Mariana Gonzalez, co-founder and former Iluméxico Director of Institutional Development, has been selected as the Young Americas Business Trust’s entrepreneur of the month. Iluméxico is a social enterprise that promotes community development through access to energy with solar panel systems in rural communities in Mexico.
Besides winning the Eco-Challenge Award of TIC Americas 2014, Iluméxico has received over 10 recognitions including the Business Innovation Award in Mexico, the Global TIC in Taiwan, and the Stephan Smidheiny Prize. Meanwhile, Mariana has taken part in the Global Women's Mentoring Program of the U.S. Department of State, the Good Global Fund, and the Global Fellowship Program Laureate of YouthActionNet.

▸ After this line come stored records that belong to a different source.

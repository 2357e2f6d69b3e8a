//! The engine splits in two at construction time.
//!
//! [`SynthEngine`] is the control handle: it owns the authoritative
//! [`Settings`], builds voices and reverb kernels, and sends them across a
//! lock-free ring. [`EngineRenderer`] is the render half: it is moved into the
//! audio callback and only ever drains that ring, renders and hands spent
//! boxes back.
//!
//! ```text
//!   control thread                         audio thread
//!   ──────────────                         ────────────
//!   SynthEngine ── SynthMessage ring ───→  EngineRenderer
//!        ↑                                   │ PolyphonyManager
//!        └──────── RenderNotice ring ─────── │ Scheduler
//!                  (retired voices,          │ MasterBus
//!                   spent kernels)           ↓
//!                                          output
//! ```

pub mod master;
pub mod scheduler;

use rand::{rngs::SmallRng, SeedableRng};
use rtrb::{Consumer, Producer, RingBuffer};
use tracing::{debug, info, trace, warn};

use self::{
    master::MasterBus,
    scheduler::{Deadline, DeadlineKind, Scheduler},
};
use crate::{
    config::EngineConfig,
    dsp::reverb::{ConvolutionKernel, ImpulseResponse},
    error::{EngineError, Result},
    patch::{
        param::{self, ParamScope},
        presets, ParamValue, Settings,
    },
    synth::{
        factory::{GraphFactory, VoiceFactory},
        message::{MessageReceiver, NoticeSink, RenderNotice, RetireReason, SynthMessage},
        note::NoteId,
        poly::PolyphonyManager,
        voice::Voice,
    },
    MAX_BLOCK_SIZE,
};

/// Control handle. All entry points are cheap apart from note starts and
/// room-size changes, which build graphs and reverb kernels.
pub struct SynthEngine {
    config: EngineConfig,
    settings: Settings,
    tx: Producer<SynthMessage>,
    notices: Consumer<RenderNotice>,
    factory: GraphFactory,
    impulse_rng: SmallRng,
    next_voice_id: u64,
}

impl SynthEngine {
    /// Build an engine and its renderer. The renderer goes to the audio
    /// callback; the engine stays with the caller.
    pub fn new(config: EngineConfig) -> Result<(SynthEngine, EngineRenderer)> {
        config.validate()?;

        let settings = Settings::default();
        let (tx, rx) = RingBuffer::new(config.command_capacity);
        let (notice_tx, notices) =
            RingBuffer::new(config.command_capacity + 2 * config.max_voices);

        let impulse_rng = match config.seed {
            Some(seed) => SmallRng::seed_from_u64(seed.wrapping_add(1)),
            None => SmallRng::from_entropy(),
        };

        let mut engine = SynthEngine {
            factory: GraphFactory::new(&config),
            config,
            settings,
            tx,
            notices,
            impulse_rng,
            next_voice_id: 0,
        };

        let kernel = engine.build_kernel(settings.reverb.room_size);
        let renderer = EngineRenderer {
            rx,
            notices: notice_tx,
            poly: PolyphonyManager::new(engine.config.max_voices),
            scheduler: Scheduler::new(2 * engine.config.max_voices),
            master: MasterBus::new(&settings, kernel, engine.config.sample_rate),
            now: 0,
            sample_rate: engine.config.sample_rate,
            release_margin: engine.config.release_margin,
            watchdog_frames: engine.config.frames(engine.config.watchdog_seconds),
            scratch_left: vec![0.0; MAX_BLOCK_SIZE],
            scratch_right: vec![0.0; MAX_BLOCK_SIZE],
        };

        info!(
            sample_rate = engine.config.sample_rate,
            max_voices = engine.config.max_voices,
            "synth engine ready"
        );
        Ok((engine, renderer))
    }

    pub fn config(&self) -> &EngineConfig {
        &self.config
    }

    /// The current settings snapshot.
    pub fn settings(&self) -> &Settings {
        &self.settings
    }

    fn build_kernel(&mut self, room_size: f32) -> Box<ConvolutionKernel> {
        let ir =
            ImpulseResponse::for_room(room_size, self.config.sample_rate, &mut self.impulse_rng);
        debug!(
            room_size,
            seconds = ir.duration(),
            decay = ir.decay(),
            "impulse response generated"
        );
        Box::new(ConvolutionKernel::new(&ir, self.config.reverb_partition))
    }

    fn send(&mut self, message: SynthMessage) -> Result<()> {
        self.tx.push(message).map_err(|_| EngineError::QueueFull)
    }

    fn ensure_slots(&self, needed: usize) -> Result<()> {
        if self.tx.slots() < needed {
            return Err(EngineError::QueueFull);
        }
        Ok(())
    }

    /// Start (or restart) a voice for `note` at `frequency` Hz.
    ///
    /// A voice already sounding for the same label is cut off immediately,
    /// without a release. Call [`stop_note`](Self::stop_note) first to avoid
    /// the click.
    pub fn play_note(&mut self, frequency: f32, note: &str) -> Result<()> {
        let note: NoteId = note.parse()?;
        self.start_voice(note, frequency)
    }

    /// Start a voice at the note's equal-tempered pitch.
    pub fn play(&mut self, note: NoteId) -> Result<()> {
        self.start_voice(note, note.frequency())
    }

    fn start_voice(&mut self, note: NoteId, frequency: f32) -> Result<()> {
        self.collect();
        if !(frequency.is_finite() && frequency > 0.0) {
            return Err(EngineError::InvalidValue {
                path: "frequency".into(),
                value: frequency.to_string(),
            });
        }
        self.ensure_slots(1)?;

        let graph = self.factory.create_voice(&self.settings, frequency);
        let id = self.next_voice_id;
        self.next_voice_id += 1;

        let voice = Voice::new(id, note, frequency, graph, self.config.sample_rate);
        debug!(%note, frequency, voice = id, "note on");
        self.send(SynthMessage::Start(Box::new(voice)))
    }

    /// Release `note`. A note that isn't sounding is ignored, and so is a
    /// label that names no note at all, since nothing can be sounding under it.
    pub fn stop_note(&mut self, note: &str) -> Result<()> {
        match note.parse::<NoteId>() {
            Ok(note) => self.stop(note),
            Err(_) => {
                trace!(note, "stop for unparsable note ignored");
                Ok(())
            }
        }
    }

    pub fn stop(&mut self, note: NoteId) -> Result<()> {
        self.collect();
        debug!(%note, "note off");
        self.send(SynthMessage::Stop(note))
    }

    /// Release every sounding voice.
    pub fn stop_all_notes(&mut self) -> Result<()> {
        self.collect();
        self.send(SynthMessage::StopAll)
    }

    /// Change one setting by path, e.g. `("filter.cutoff", 800.0)` or
    /// `("osc1.waveform", "square")`.
    ///
    /// Oscillator, noise, envelope and FM changes apply to notes started
    /// afterwards. Bus changes reach the renderer on its next block.
    pub fn set_parameter<'a>(
        &mut self,
        path: &str,
        value: impl Into<ParamValue<'a>>,
    ) -> Result<()> {
        self.collect();

        let mut next = self.settings;
        let scope = param::apply(&mut next, path, value.into())?;

        match scope {
            ParamScope::Voice => {}
            ParamScope::Bus => {
                self.ensure_slots(1)?;
                self.send(SynthMessage::Settings(next))?;
            }
            ParamScope::Room => {
                self.ensure_slots(2)?;
                let kernel = self.build_kernel(next.reverb.room_size);
                self.send(SynthMessage::Settings(next))?;
                self.send(SynthMessage::ReverbKernel(kernel))?;
            }
        }

        self.settings = next;
        Ok(())
    }

    /// Replace the whole settings snapshot. Every note is released first so
    /// a topology change (filter type, FM routing) can't glitch a sounding
    /// voice.
    pub fn load_preset(&mut self, mut settings: Settings) -> Result<()> {
        self.collect();
        param::sanitize(&mut settings);

        let new_room = settings.reverb.room_size != self.settings.reverb.room_size;
        self.ensure_slots(if new_room { 3 } else { 2 })?;

        self.send(SynthMessage::StopAll)?;
        self.send(SynthMessage::Settings(settings))?;
        if new_room {
            let kernel = self.build_kernel(settings.reverb.room_size);
            self.send(SynthMessage::ReverbKernel(kernel))?;
        }

        self.settings = settings;
        Ok(())
    }

    /// Load one of the built-in presets by name.
    pub fn load_factory_preset(&mut self, name: &str) -> Result<()> {
        let settings = presets::by_name(name).ok_or_else(|| EngineError::InvalidValue {
            path: "preset".into(),
            value: name.to_string(),
        })?;
        info!(preset = name, "loading factory preset");
        self.load_preset(settings)
    }

    /// Drain notices from the renderer: log them and free what they carry.
    /// Every control call does this first; call it directly when idle.
    ///
    /// Returns how many notices were handled.
    pub fn collect(&mut self) -> usize {
        let mut handled = 0;
        while let Ok(notice) = self.notices.pop() {
            handled += 1;
            match notice {
                RenderNotice::Retired {
                    note,
                    reason,
                    voice,
                } => match reason {
                    RetireReason::Watchdog => {
                        warn!(%note, voice = voice.id(), "force stopping stuck note")
                    }
                    RetireReason::Fault => {
                        warn!(%note, voice = voice.id(), "voice produced non-finite output, silenced")
                    }
                    RetireReason::Stolen => debug!(%note, voice = voice.id(), "voice stolen"),
                    RetireReason::Retrigger | RetireReason::Teardown => {
                        debug!(%note, voice = voice.id(), ?reason, "voice retired")
                    }
                },
                RenderNotice::Kernel(_) => debug!("reverb kernel released"),
            }
        }
        handled
    }
}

In 2009, eight Mexican engineers created Iluméxico to address the need for electrification of rural communities of Mexico with less than 100 inhabitants. Mariana explained to us how Iluméxico was able to tap its potential, taking into consideration that it is very expensive for the National Energy Secretariat (SNE) to electrify these isolated communities, especially since their population density is quite low. After completing her volunteer service in the state of Guerrero, Mariana realized there was a lack of energy and other basic services, which represents a major barrier for progress in rural populations of Mexico. In this social context, she visualized the potential for Iluméxico to work with these disenfranchised communities.
After acquiring seed capital, these eight engineers worked on the creation and production of a prototype for solar panels that were user-friendly and portable. The basic model contains a battery, two LED lights, an electric plug, a panel and a controller. This controller was registered as Iluméxico’s patent under the name "Prometeo". What makes Prometeo so innovative? Through a color system, people with no technical background are able to easily use Iluméxico’s solar panels to .
The most basic solar panel has a lifespan of 20 years and a battery life of 3-4 years at a cost of US$ 200 along with technical support. Additionally, Iluméxico offers membership and maintenance policies. Today, about 300 systems are produced monthly. In many communities they work with, many users already have panels that were provided by their governments so Iluméxico provides technical support to repair these panels that tend to be broken or damaged in order to avoid the initial cost of acquiring the Iluméxico technology.
Now, one can ask the question of how a household whose average monthly income is less than USD 300 is able to purchase this technology. By acknowledging this reality, Iluméxico established strategic partnerships with Kiva to provide microcredits to its clients and with Telecomm Telegraph to collect payments of such microcredits; and more recently with the government agency Prospera, Schneider Electrics and United Way. Thanks to these strategic partnerships, Iluméxico is able to provide users the option of paying through monthly installments of US$5-$8, which equals their spending in candles and liquid fuel. Also, Iluméxico seeks to create a sense of belonging in the communities by supplying electrification of schools to their best customers.
The most innovative element within Iluméxico’s model is the "ilucentro". “ilucentros” are based on the idea of working as a team with members of the community since ultimately they know best which are the difficulties of their own communities and live there. An “ilucentro” consist of a small office of community members – previously trained by Iluméxico – serving as community engineers responsible for monitoring, providing technical support, collecting payments and leading customer service in their communities.
In just five years, Iluméxico has proven to be a successful social model that complements the state's role in providing energy to 18,000 people living in rural communities of Mexico. Today, Iluméxico has 5 “ilucentros” where 25 engineers work in the states of Guerrero, Oaxaca, Veracruz and Campeche.
By participating in the Global TIC Taiwan last year with the support of YABT, Mariana told us that she realized that not only Latin America but also Asian countries suffer from the same energy shortages. When she met her new partner, Surya Karki, the idea of transporting the Iluméxico model soon turned into a real project. Today, Mariana is working on the Diyalo Foundation with the goal of providing education and energy in rural communities of Nepal. Mariana believes that energy has a direct impact on poverty, income, education, health, security, and gender equality.
The Diyalo Foundation is operating in many rural areas that were affected by the earthquakes that took place in Nepal on May 2015. Currently, Mariana and Diyalo Foundation are conducting a fundraising campaign with a goal of US$ 100,000 to support and provide assistance to affected communities in Nepal. Support them here!
From the Young Americas Business Trust, we are sure that we will soon hear about the new adventures undertaken by Mariana to export her solar energy model to Nepal.